Diese Vorschriften sind zu beachten
Die gesetzliche Grundlage für den Handel mit Humanarzneimitteln in Deutschland ist die Arzneimittelhandelsverordnung. Damit wurde eine EU-weit gültige Leitlinie aus dem Jahr 2013, die „Good Distribution Practice of medicinal products for human use“ (GDP, deutsch „gute Vertriebspraxis von Humanarzneimitteln“) in nationales Recht umgesetzt. Kapitel 9 der GDP enthält Regelungen für die Transportkette. Dabei geht es nicht nur um Qualität und Unversehrtheit der Produkte, sondern auch um Sicherung gegen Diebstahl und dagegen, dass Arzneimittel in falsche Hände geraten. Bezüglich des Fahrzeugeinsatzes empfiehlt die GDP ausschließlich diesem Zweck vorbehaltene Fahrzeuge. Damit soll die wertvolle Fracht gegen Verunreinigungen geschützt, vor allem aber das vorgegebene Temperaturfenster strikt eingehalten werden. Konkretisiert wird die GDP durch die DIN SPEC 91323 für klimatisierte Nutzfahrzeuge, die Arzneimittel der Human- und Veterinärmedizin transportieren.
Standardfahrzeug wird zur Klimakammer
Die äußerlich unscheinbaren Pharmafahrzeuge, die die Apotheken an den Großhandel anbinden und oft an dem Aufkleber „Eilige Arzneimittel“ erkennbar sind, benötigen eine Sonderausstattung, um die Anforderungen an einen sicheren Transport im heißen Sommer ebenso zu erfüllen wie bei Minusgraden im Winter. Das übliche Temperaturfenster liegt zwischen 15 und 25 °C. Nur wenige besondere Medikamente stellen extreme Anforderungen – so zum Beispiel die mRNA-Impfstoffe gegen Covid 19, die bei -90 bis -60 °C (Biontech) bzw. -25 bis -15 °C (Moderna) rund ein halbes Jahr haltbar sind. Spezialanbieter wie ABZ Nutzfahrzeuge rüsten serienmäßige Vans und Sprinter mit Pharmaausbauten aus, die exakt auf die Vorgaben der GDP angepasst sind. Damit der Einsatz der Pharmafahrzeuge trotz der Ausbauten wirtschaftlich bleibt, müssen Ladevolumen und das zulässige Gewicht der Ladung möglichst weitgehend erhalten bleiben.

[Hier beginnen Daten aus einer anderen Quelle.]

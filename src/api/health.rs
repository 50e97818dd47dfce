//! Health check endpoints

use axum::{extract::State, Json};
use serde::Serialize;
use utoipa::ToSchema;

use crate::AppState;

#[derive(Serialize, ToSchema)]
pub struct HealthResponse {
    /// Current status of the service
    pub status: String,
    /// Service name
    pub service: String,
    /// Version of the service
    pub version: String,
}

fn respond(state: &AppState, status: &str) -> Json<HealthResponse> {
    Json(HealthResponse {
        status: status.to_string(),
        service: state.config.server.name.clone(),
        version: env!("CARGO_PKG_VERSION").to_string(),
    })
}

/// Health check endpoint
#[utoipa::path(
    get,
    path = "/health",
    tag = "health",
    responses(
        (status = 200, description = "Service is healthy", body = HealthResponse)
    )
)]
pub async fn health_check(State(state): State<AppState>) -> Json<HealthResponse> {
    respond(&state, "healthy")
}

/// Readiness check endpoint
#[utoipa::path(
    get,
    path = "/ready",
    tag = "health",
    responses(
        (status = 200, description = "Service is ready", body = HealthResponse)
    )
)]
pub async fn readiness_check(State(state): State<AppState>) -> Json<HealthResponse> {
    respond(&state, "ready")
}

Ein Klimagerät heizt im Winter und sorgt im Sommer für kühle Luft. Gleichzeitig entfeuchtet die Klimaanlage die Luft, sodass es keine Probleme mit Kondenswasser geben kann. Die Temperaturdaten werden aufgezeichnet und in Echtzeit übermittelt, sodass die Einhaltung der Lagerbedingungen jederzeit nachgewiesen werden kann. Beim Dimensionieren der Anlage ist berücksichtigt, dass die Türen zum Laderaum durch den Lieferverkehr auf kurzen Strecken häufig geöffnet werden.
Nicht nur Temperaturschwankungen bedrohen die Unversehrtheit von Arzneimitteln. Im dichten Stadtverkehr sind Notbremsungen an der Tagesordnung, und auch ein Unfall lässt sich nicht ausschließen. Entsprechend muss der Boden des Laderaums mit Anti-Rutschmatten ausgestattet sein, die Seitenwände einschließlich der Radkästen so verkleidet, dass die Medikamenten-Boxen möglichst passgenau untergebracht werden können. Eine wichtige Ergänzung sind mobile Prallplatten, die je nach Beladung als Zwischenwände flexibel eingesetzt werden.